RECORDS —
//! The linkage (relocation) record (format spec §3.2).

use crate::common::LinkType;
use crate::primitive::{Reader, Writer};
use crate::Result;

/// `source:u64, target-pkg:u64, target-sym:u64, type:u8, size:u24,
/// offset:u32, address:u32`.
#[derive(Debug, Clone, Copy, PartialEq, Eq)]
pub struct Linkage {
    /// Symbols-section offset of the `Function` symbol this linkage patches.
    /// Must be a multiple of [`crate::symbol::RECORD_SIZE`].
    pub source: u64,
    /// Strings-section offset naming the target's package (empty for
    /// builtins).
    pub target_pkg: u64,
    /// Strings-section offset naming the target symbol.
    pub target_sym: u64,
    /// Relocation kind.
    pub link_type: LinkType,
    /// Width in bits of the value to write; must be `<= 64`.
    pub size: u32,
    /// Byte offset within the function's code where the value is patched.
    pub offset: u32,
    /// Byte offset within the function treated as the PC reference for
    /// relative relocations.
    pub address: u32,
}

impl Linkage {
    pub(crate) fn encode(&self, w: &mut Writer) {
        w.write_u64(self.source);
        w.write_u64(self.target_pkg);
        w.write_u64(self.target_sym);
        w.write_u8(self.link_type as u8);
        w.write_u24(self.size);
        w.write_u32(self.offset);
        w.write_u32(self.address);
    }

    pub(crate) fn decode(data: &[u8]) -> Result<Linkage> {
        let mut r = Reader::new(data);
        let source = r.read_u64()?;
        let target_pkg = r.read_u64()?;
        let target_sym = r.read_u64()?;
        let link_type = LinkType::from_u8(r.read_u8()?)?;
        let size = r.read_u24()?;
        let offset = r.read_u32()?;
        let address = r.read_u32()?;
        Ok(Linkage {
            source,
            target_pkg,
            target_sym,
            link_type,
            size,
            offset,
            address,
        })
    }

    /// The external name this linkage targets: `"pkg.sym"`, or just `"sym"`
    /// if the target has no package (a builtin).
    pub fn target_name(&self, target_pkg: &str, target_sym: &str) -> String {
        if target_pkg.is_empty() {
            target_sym.to_string()
        } else {
            format!("{target_pkg}.{target_sym}")
        }
    }
}

/// Fixed per-record size of a linkage entry.
pub const RECORD_SIZE: u64 = crate::common::LINKAGE_RECORD_SIZE;

#[cfg(test)]
mod tests {
    use super::*;

    #[test]
    fn record_size_is_36_bytes() {
        let linkage = Linkage {
            source: 44,
            target_pkg: 0,
            target_sym: 4,
            link_type: LinkType::RelativeAddress,
            size: 32,
            offset: 6,
            address: 10,
        };
        let mut w = Writer::new();
        linkage.encode(&mut w);
        assert_eq!(w.len() as u64, RECORD_SIZE);
    }

    #[test]
    fn round_trips() {
        let linkage = Linkage {
            source: 88,
            target_pkg: 4,
            target_sym: 20,
            link_type: LinkType::FullAddress,
            size: 64,
            offset: 2,
            address: 0,
        };
        let mut w = Writer::new();
        linkage.encode(&mut w);
        let bytes = w.into_bytes();
        assert_eq!(Linkage::decode(&bytes).unwrap(), linkage);
    }

    #[test]
    fn target_name_omits_empty_package() {
        let linkage = Linkage {
            source: 0,
            target_pkg: 0,
            target_sym: 0,
            link_type: LinkType::FullAddress,
            size: 64,
            offset: 0,
            address: 0,
        };
        assert_eq!(linkage.target_name("", "nop"), "nop");
        assert_eq!(linkage.target_name("example.com/bar", "nop"), "example.com/bar.nop");
    }
}
#[allow(clippy::too_many_arguments)]
impl<'data> SectionCache<'data> {
    pub(crate) fn new(
        architecture: Architecture,
        imports: &'data [u8],
        exports: &'data [u8],
        types_raw: &'data [u8],
        symbols_raw: &'data [u8],
        abis_raw: &'data [u8],
        program_sections_raw: &'data [u8],
        strings_raw: &'data [u8],
        linkages_raw: &'data [u8],
        code_raw: &'data [u8],
    ) -> Self {
        SectionCache {
            architecture,
            imports,
            exports,
            types_raw,
            symbols_raw,
            abis_raw,
            program_sections_raw,
            strings_raw,
            linkages_raw,
            code_raw,
            strings: Slot::new(),
            strings_by_offset: Slot::new(),
            types: Slot::new(),
            types_by_offset: Slot::new(),
            abis: Slot::new(),
            abis_by_offset: Slot::new(),
            program_sections: Slot::new(),
            symbols: Slot::new(),
            linkages: Slot::new(),
        }
    }

    fn decode_all_strings(&self) -> Result<(Vec<&'data [u8]>, HashMap<u64, &'data [u8]>)> {
        let mut ordered = Vec::new();
        let mut by_offset = HashMap::new();
        let mut offset = 0u64;
        while (offset as usize) < self.strings_raw.len() {
            let bytes = strings::decode_record_at(self.strings_raw, offset)?;
            let record_len = 4 + bytes.len();
            let padded_len = crate::primitive::align_up(record_len, ALIGN);
            ordered.push(bytes);
            by_offset.insert(offset, bytes);
            offset += padded_len as u64;
        }
        Ok((ordered, by_offset))
    }

    pub(crate) fn strings(&self) -> Result<Rc<Vec<&'data [u8]>>> {
        self.ensure_strings()?;
        Ok(Rc::clone(
            self.strings
                .value
                .borrow()
                .as_ref()
                .expect("strings cache populated above"),
        ))
    }

    fn ensure_strings(&self) -> Result<()> {
        if self.strings.value.borrow().is_some() {
            return Ok(());
        }
        let (ordered, by_offset) = self.decode_all_strings()?;
        *self.strings.value.borrow_mut() = Some(Rc::new(ordered));
        *self.strings_by_offset.value.borrow_mut() = Some(Rc::new(by_offset));
        Ok(())
    }

    pub(crate) fn string_at(&self, offset: u64) -> Result<&'data [u8]> {
        self.ensure_strings()?;
        let map = self.strings_by_offset.value.borrow();
        map.as_ref()
            .expect("strings cache populated above")
            .get(&offset)
            .copied()
            .ok_or(Error::OutOfBoundsOffset {
                section: "strings",
                offset,
                section_len: self.strings_raw.len() as u64,
            })
    }

    fn decode_all_types(&self) -> Result<(Vec<(u64, Type)>, HashMap<u64, Type>)> {
        let mut ordered = Vec::new();
        let mut by_offset: HashMap<u64, Type> = HashMap::new();
        let mut offset = 0usize;
        let data = self.types_raw;
        while offset < data.len() {
            let mut r = Reader::new(&data[offset..]);
            let kind_byte = r.read_u8()?;
            let kind = TypeKind::from_u8(kind_byte)?;
            let payload_len = r.read_u24()? as usize;
            let payload = r.read_bytes(payload_len)?;
            let ty = Type::decode(kind, payload)?;
            for sub_offset in ty.referenced_type_offsets() {
                if !by_offset.contains_key(&sub_offset) {
                    return Err(Error::TypeForwardReference {
                        at: offset as u64,
                        target: sub_offset,
                    });
                }
            }
            let record_len = 4 + payload_len;
            let padded_len = crate::primitive::align_up(record_len, ALIGN);
            by_offset.insert(offset as u64, ty.clone());
            ordered.push((offset as u64, ty));
            offset += padded_len;
        }
        Ok((ordered, by_offset))
    }

    fn ensure_types(&self) -> Result<()> {
        if self.types.value.borrow().is_some() {
            return Ok(());
        }
        let (ordered, by_offset) = self.decode_all_types()?;
        *self.types.value.borrow_mut() = Some(Rc::new(ordered));
        *self.types_by_offset.value.borrow_mut() = Some(Rc::new(by_offset));
        Ok(())
    }

    pub(crate) fn types(&self) -> Result<Rc<Vec<(u64, Type)>>> {
        self.ensure_types()?;
        Ok(Rc::clone(
            self.types
                .value
                .borrow()
                .as_ref()
                .expect("types cache populated above"),
        ))
    }

    pub(crate) fn type_at(&self, offset: u64) -> Result<Type> {
        self.ensure_types()?;
        let map = self.types_by_offset.value.borrow();
        map.as_ref()
            .expect("types cache populated above")
            .get(&offset)
            .cloned()
            .ok_or(Error::OutOfBoundsOffset {
                section: "types",
                offset,
                section_len: self.types_raw.len() as u64,
            })
    }

    fn decode_all_abis(&self) -> Result<(Vec<(u64, Abi)>, HashMap<u64, Abi>)> {
        let mut ordered = Vec::new();
        let mut by_offset = HashMap::new();
        let data = self.abis_raw;
        let mut offset = 0usize;
        while offset < data.len() {
            let mut r = Reader::new(&data[offset..]);
            let len = r.read_u32()? as usize;
            let payload = r.read_bytes(len)?;
            let abi = Abi::decode_payload(payload)?;
            abi.validate(self.architecture)?;
            let record_len = 4 + len;
            let padded_len = crate::primitive::align_up(record_len, ALIGN);
            ordered.push((offset as u64, abi.clone()));
            by_offset.insert(offset as u64, abi);
            offset += padded_len;
        }
        Ok((ordered, by_offset))
    }

    fn ensure_abis(&self) -> Result<()> {
        if self.abis.value.borrow().is_some() {
            return Ok(());
        }
        let (ordered, by_offset) = self.decode_all_abis()?;
        *self.abis.value.borrow_mut() = Some(Rc::new(ordered));
        *self.abis_by_offset.value.borrow_mut() = Some(Rc::new(by_offset));
        Ok(())
    }

    pub(crate) fn abis(&self) -> Result<Rc<Vec<(u64, Abi)>>> {
        self.ensure_abis()?;
        Ok(Rc::clone(
            self.abis
                .value
                .borrow()
                .as_ref()
                .expect("abis cache populated above"),
        ))
    }

    pub(crate) fn abi_at(&self, offset: u64) -> Result<Abi> {
        self.ensure_abis()?;
        let map = self.abis_by_offset.value.borrow();
        map.as_ref()
            .expect("abis cache populated above")
            .get(&offset)
            .cloned()
            .ok_or(Error::OutOfBoundsOffset {
                section: "abis",
                offset,
                section_len: self.abis_raw.len() as u64,
            })
    }

    pub(crate) fn program_sections(&self) -> Result<Rc<Vec<ProgramSection>>> {
        self.program_sections.get_or_try_init(|| {
            let data = self.program_sections_raw;
            if data.len() as u64 % crate::section::RECORD_SIZE != 0 {
                return Err(Error::MisalignedOffset {
                    section: "program-sections",
                    offset: data.len() as u64,
                    align: crate::section::RECORD_SIZE,
                });
            }
            let mut out = Vec::new();
            let mut offset = 0usize;
            while offset < data.len() {
                let end = offset + crate::section::RECORD_SIZE as usize;
                out.push(ProgramSection::decode(&data[offset..end])?);
                offset = end;
            }
            Ok(out)
        })
    }

    pub(crate) fn program_section_at(&self, offset: u64) -> Result<ProgramSection> {
        let sections = self.program_sections()?;
        let index = offset / crate::section::RECORD_SIZE;
        if offset % crate::section::RECORD_SIZE != 0 || index as usize >= sections.len() {
            return Err(Error::OutOfBoundsOffset {
                section: "program-sections",
                offset,
                section_len: self.program_sections_raw.len() as u64,
            });
        }
        Ok(sections[index as usize])
    }

    pub(crate) fn symbols(&self) -> Result<Rc<Vec<Symbol>>> {
        self.symbols.get_or_try_init(|| {
            let data = self.symbols_raw;
            if data.len() as u64 % crate::symbol::RECORD_SIZE != 0 {
                return Err(Error::MisalignedOffset {
                    section: "symbols",
                    offset: data.len() as u64,
                    align: crate::symbol::RECORD_SIZE,
                });
            }
            let mut out = Vec::new();
            let mut offset = 0usize;
            while offset < data.len() {
                let end = offset + crate::symbol::RECORD_SIZE as usize;
                let symbol = Symbol::decode(&data[offset..end])?;
                // §3.2: package-name, name, and section-name offsets must
                // all be valid string offsets, regardless of symbol kind.
                self.string_at(symbol.package_name_offset)?;
                self.string_at(symbol.name_offset)?;
                self.string_at(symbol.section_name_offset)?;
                out.push(symbol);
                offset = end;
            }
            Ok(out)
        })
    }

    pub(crate) fn symbol_at(&self, offset: u64) -> Result<Symbol> {
        let symbols = self.symbols()?;
        let index = offset / crate::symbol::RECORD_SIZE;
        if offset % crate::symbol::RECORD_SIZE != 0 || index as usize >= symbols.len() {
            return Err(Error::OutOfBoundsOffset {
                section: "symbols",
                offset,
                section_len: self.symbols_raw.len() as u64,
            });
        }
        Ok(symbols[index as usize])
    }

    pub(crate) fn linkages(&self) -> Result<Rc<Vec<Linkage>>> {
        self.linkages.get_or_try_init(|| {
            let data = self.linkages_raw;
            if data.len() as u64 % crate::linkage::RECORD_SIZE != 0 {
                return Err(Error::MisalignedOffset {
                    section: "linkages",
                    offset: data.len() as u64,
                    align: crate::linkage::RECORD_SIZE,
                });
            }
            let mut out = Vec::new();
            let mut offset = 0usize;
            while offset < data.len() {
                let end = offset + crate::linkage::RECORD_SIZE as usize;
                let linkage = Linkage::decode(&data[offset..end])?;
                self.validate_linkage_bounds(&linkage)?;
                out.push(linkage);
                offset = end;
            }
            Ok(out)
        })
    }

    fn validate_linkage_bounds(&self, linkage: &Linkage) -> Result<()> {
        let source = self.symbol_at(linkage.source)?;
        let code_len = self.function_code_len(source.value)?;
        if linkage.address as u64 > code_len {
            return Err(Error::LinkageTargetOutOfRange {
                field: "address",
                value: linkage.address as u64,
                code_len,
            });
        }
        let patched_end = linkage.offset as u64 + (linkage.size as u64).div_ceil(8);
        if patched_end > code_len {
            return Err(Error::LinkageTargetOutOfRange {
                field: "offset",
                value: linkage.offset as u64,
                code_len,
            });
        }
        Ok(())
    }

    /// Reads the `length` field of the code record at `code_offset`
    /// (`abi-offset:u32, length:u32, ...`).
    pub(crate) fn function_code_len(&self, code_offset: u64) -> Result<u64> {
        let start = code_offset as usize;
        let data = self.code_raw;
        if start + 8 > data.len() {
            return Err(Error::OutOfBoundsOffset {
                section: "code",
                offset: code_offset,
                section_len: data.len() as u64,
            });
        }
        let mut r = Reader::new(&data[start..]);
        let _abi_offset = r.read_u32()?;
        let len = r.read_u32()?;
        Ok(len as u64)
    }

    pub(crate) fn function_code(&self, code_offset: u64) -> Result<(u32, &'data [u8])> {
        let start = code_offset as usize;
        let data = self.code_raw;
        if start + 8 > data.len() {
            return Err(Error::OutOfBoundsOffset {
                section: "code",
                offset: code_offset,
                section_len: data.len() as u64,
            });
        }
        let mut r = Reader::new(&data[start..]);
        let abi_offset = r.read_u32()?;
        let len = r.read_u32()? as usize;
        let code = r.read_bytes(len)?;
        Ok((abi_offset, code))
    }

    pub(crate) fn imports_raw(&self) -> &'data [u8] {
        self.imports
    }

    pub(crate) fn exports_raw(&self) -> &'data [u8] {
        self.exports
    }
}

ACTION ITEM —
Return only the exact lines from the opening of the records through the line that contains "package (empty for", both included.

FINISHED TASK —
//! The linkage (relocation) record (format spec §3.2).

use crate::common::LinkType;
use crate::primitive::{Reader, Writer};
use crate::Result;

/// `source:u64, target-pkg:u64, target-sym:u64, type:u8, size:u24,
/// offset:u32, address:u32`.
#[derive(Debug, Clone, Copy, PartialEq, Eq)]
pub struct Linkage {
    /// Symbols-section offset of the `Function` symbol this linkage patches.
    /// Must be a multiple of [`crate::symbol::RECORD_SIZE`].
    pub source: u64,
    /// Strings-section offset naming the target's package (empty for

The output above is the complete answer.